Thursday, July 12, 2007

A "blood cloth" in his brain (Roy)

AH, MY PARENTS. Love ‘em. They're in their mid-seventies, but they're youthful, healthy.

They’re immigrants. Mom's got a pronounced accent. My dad lost his thirty or forty years ago.

Mom and pop have got a special way with words.

These days, I occasionally report my conversations with my parents to my friend Kris. My conversations with mom and pop, as I recount them, are, she says, “priceless.” I have a duty, she insists, to “record history.”

OK, then.

Now, I don’t want to just make fun of my folks. They’re very generous, very warm, very talented. Everybody says so, and what everybody says is true.

But I value good writing and clear thinking. I value using words carefully and precisely. And that means that conversing with my folks can be—well, challenging.

* * *

The family is going through a difficult time. My sister, Fanny, an artist living in the Bay Area, is scheduled for surgery later this month to remove precancerous cells.

Yesterday, I dropped by my folks’ place—to continue my photographic preservation project—and, at one point, I had the following conversation with mom and dad.
Mom: Fanny called today, and they gave her a stress test. Something about a treadmill. And she did real well!
Chunk: That's great!
Dad: Well, they don't have all the results yet.
Mom: They do, but the doctor can't interpret them.
Chunk: He can't interpret them? How come?
Mom: Well, it's got to be interpreted by the specialist.
Chunk: OK, so has "it" been interpreted by the specialist?
Mom: I don't know. But Fanny says the guy said that he can't say anything, but he said it looked good to him.
Chunk: Wait a minute. —What guy? The guy who ran the test?
Mom: I don't know. I guess so. Maybe.
Dad: These tests involve a pulmonary.....
Chunk: —Which tests? All the parts of the stress test?
Dad: When I had my stress test [my dad had a heart “episode” about two years ago], it involved...

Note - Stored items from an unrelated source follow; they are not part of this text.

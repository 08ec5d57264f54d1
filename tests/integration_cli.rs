// githerd: submodule-aware git housekeeping
//
// SPDX-FileCopyrightText: 2026 githerd contributors
// SPDX-License-Identifier: GPL-3.0-or-later

//! Integration tests for CLI parsing and command handlers.
//!
//! Drives the cmd handlers the way main does: parsed arguments plus a
//! loaded configuration, against real temporary repositories.

use clap::Parser;
use githerd::cli::branch::BranchArgs;
use githerd::cli::commit::CommitArgs;
use githerd::cli::status::StatusArgs;
use githerd::cli::{Cli, Command};
use githerd::cmd::branch::run_branch_command;
use githerd::cmd::commit::run_commit_command;
use githerd::cmd::status::run_status_command;
use githerd::config::Config;
use std::fs;
use std::path::Path;
use std::process::Command as Process;
use tempfile::TempDir;

fn temp_dir() -> TempDir {
    tempfile::tempdir().expect("failed to create temp dir")
}

/// Helper to run git commands in a directory
fn run_git(args: &[&str], cwd: &Path) -> bool {
    Process::new("git")
        .args(args)
        .current_dir(cwd)
        .env("GIT_AUTHOR_NAME", "Test")
        .env("GIT_AUTHOR_EMAIL", "test@test.com")
        .env("GIT_COMMITTER_NAME", "Test")
        .env("GIT_COMMITTER_EMAIL", "test@test.com")
        .output()
        .map(|o| o.status.success())
        .unwrap_or(false)
}

/// Helper to capture stdout of a git command
fn git_stdout(args: &[&str], cwd: &Path) -> String {
    let output = Process::new("git")
        .args(args)
        .current_dir(cwd)
        .output()
        .expect("failed to run git");
    String::from_utf8_lossy(&output.stdout).trim().to_string()
}

/// Create an initialized git repo with an initial commit, on branch `main`
fn init_test_repo_with_commit(dir: &Path) {
    assert!(run_git(&["init", "-q", "-b", "main"], dir));
    run_git(&["config", "user.email", "test@test.com"], dir);
    run_git(&["config", "user.name", "Test"], dir);
    fs::write(dir.join("README.md"), "# Test").unwrap();
    run_git(&["add", "."], dir);
    run_git(&["commit", "-m", "Initial commit"], dir);
}

fn parse_branch(argv: &[&str]) -> BranchArgs {
    let cli = Cli::try_parse_from(argv).unwrap();
    match cli.command {
        Some(Command::Branch(args)) => args,
        _ => panic!("expected branch command"),
    }
}

fn parse_commit(argv: &[&str]) -> CommitArgs {
    let cli = Cli::try_parse_from(argv).unwrap();
    match cli.command {
        Some(Command::Commit(args)) => args,
        _ => panic!("expected commit command"),
    }
}

fn parse_status(argv: &[&str]) -> StatusArgs {
    let cli = Cli::try_parse_from(argv).unwrap();
    match cli.command {
        Some(Command::Status(args)) => args,
        _ => panic!("expected status command"),
    }
}

// =============================================================================
// branch handler
// =============================================================================

#[tokio::test]
async fn cli_branch_handler_end_to_end() {
    let temp = temp_dir();
    init_test_repo_with_commit(temp.path());
    let path = temp.path().display().to_string();

    let args = parse_branch(&["githerd", "branch", "feature", "--json", &path]);
    let config = Config::default();

    let success = run_branch_command(&args, &config).await.unwrap();
    assert!(success);
    assert_eq!(git_stdout(&["branch", "--show-current"], temp.path()), "feature");
}

#[tokio::test]
async fn cli_branch_handler_sandbox_from_config() {
    let temp = temp_dir();
    init_test_repo_with_commit(temp.path());
    let path = temp.path().display().to_string();

    // No -b flag; the config turns the sandbox branch on
    let args = parse_branch(&["githerd", "branch", "feature", "--json", &path]);
    let config = Config::parse("[branch]\nsandbox = true\nsandbox_suffix = \"scratch\"").unwrap();

    let success = run_branch_command(&args, &config).await.unwrap();
    assert!(success);
    assert_eq!(
        git_stdout(&["branch", "--show-current"], temp.path()),
        "feature/scratch"
    );
}

#[tokio::test]
async fn cli_branch_handler_reports_failure() {
    let temp = temp_dir();
    init_test_repo_with_commit(temp.path());
    run_git(&["branch", "feature"], temp.path());
    let path = temp.path().display().to_string();

    let args = parse_branch(&["githerd", "branch", "feature", "--json", &path]);
    let config = Config::default();

    let success = run_branch_command(&args, &config).await.unwrap();
    assert!(!success);
}

// =============================================================================
// commit handler
// =============================================================================

#[tokio::test]
async fn cli_commit_handler_end_to_end() {
    let temp = temp_dir();
    init_test_repo_with_commit(temp.path());
    fs::write(temp.path().join("new.txt"), "pending").unwrap();
    let path = temp.path().display().to_string();

    let args = parse_commit(&["githerd", "commit", "-m", "tidy up", "--json", &path]);
    let config = Config::default();

    let success = run_commit_command(&args, &config).await.unwrap();
    assert!(success);
    assert_eq!(git_stdout(&["log", "-1", "--format=%s"], temp.path()), "tidy up");
    assert!(git_stdout(&["status", "--porcelain"], temp.path()).is_empty());
}

// =============================================================================
// status handler
// =============================================================================

#[tokio::test]
async fn cli_status_handler_runs() {
    let temp = temp_dir();
    init_test_repo_with_commit(temp.path());
    let path = temp.path().display().to_string();

    let args = parse_status(&["githerd", "status", "--json", &path]);
    let config = Config::default();

    run_status_command(&args, &config).await.unwrap();
}

// =============================================================================
// root resolution
// =============================================================================

#[tokio::test]
async fn cli_handler_missing_root_errors() {
    let args = parse_branch(&["githerd", "branch", "feature", "/nonexistent/tree/xyz"]);
    let config = Config::default();

    let err = run_branch_command(&args, &config).await.unwrap_err();
    assert!(err.to_string().contains("repository not found"));
}

#[tokio::test]
async fn cli_handler_root_from_config() {
    let temp = temp_dir();
    init_test_repo_with_commit(temp.path());

    // No path argument; repo.root supplies it
    let args = parse_status(&["githerd", "status", "--json"]);
    let mut config = Config::default();
    config.repo.root = Some(temp.path().to_path_buf());

    run_status_command(&args, &config).await.unwrap();
}

// =============================================================================
// Error Cases
// =============================================================================

#[test]
fn cli_invalid_log_level() {
    // Log level must be 0-5
    let result = Cli::try_parse_from(["githerd", "-l", "9", "status"]);
    assert!(result.is_err());
}

#[test]
fn cli_no_command_parses_as_none() {
    let cli = Cli::try_parse_from(["githerd"]).unwrap();
    assert!(cli.command.is_none());
}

Chunk: OK, that's fine, but I want to know about Fanny's stress test first. So she's had the test, right? And her doctor isn't gonna interpret the results, cuz a specialist is gonna do that, only he hasn't done that yet, and so the guy or gal who ran the treadmill test, who isn't the specialist, said—informally—that the “results” looked good to him. Is that it?
Dad: Well, my test wasn't a treadmill; it was...
Chunk: Um, OK, but right now I'm trying to find out about Fanny's test.
Dad: You don’t want to know about my test?
Chunk: Well, I do. But, first, I want to know how things went with Fanny's test. She's facing surgery, and I want to know why they tested her, and what the test shows.
Mom: Yeah. She did well! Did I tell you, she's making dresses now?
Chunk: —Dresses? Who...
Mom: —Well, Fanny is who. Who did you think we were talking about?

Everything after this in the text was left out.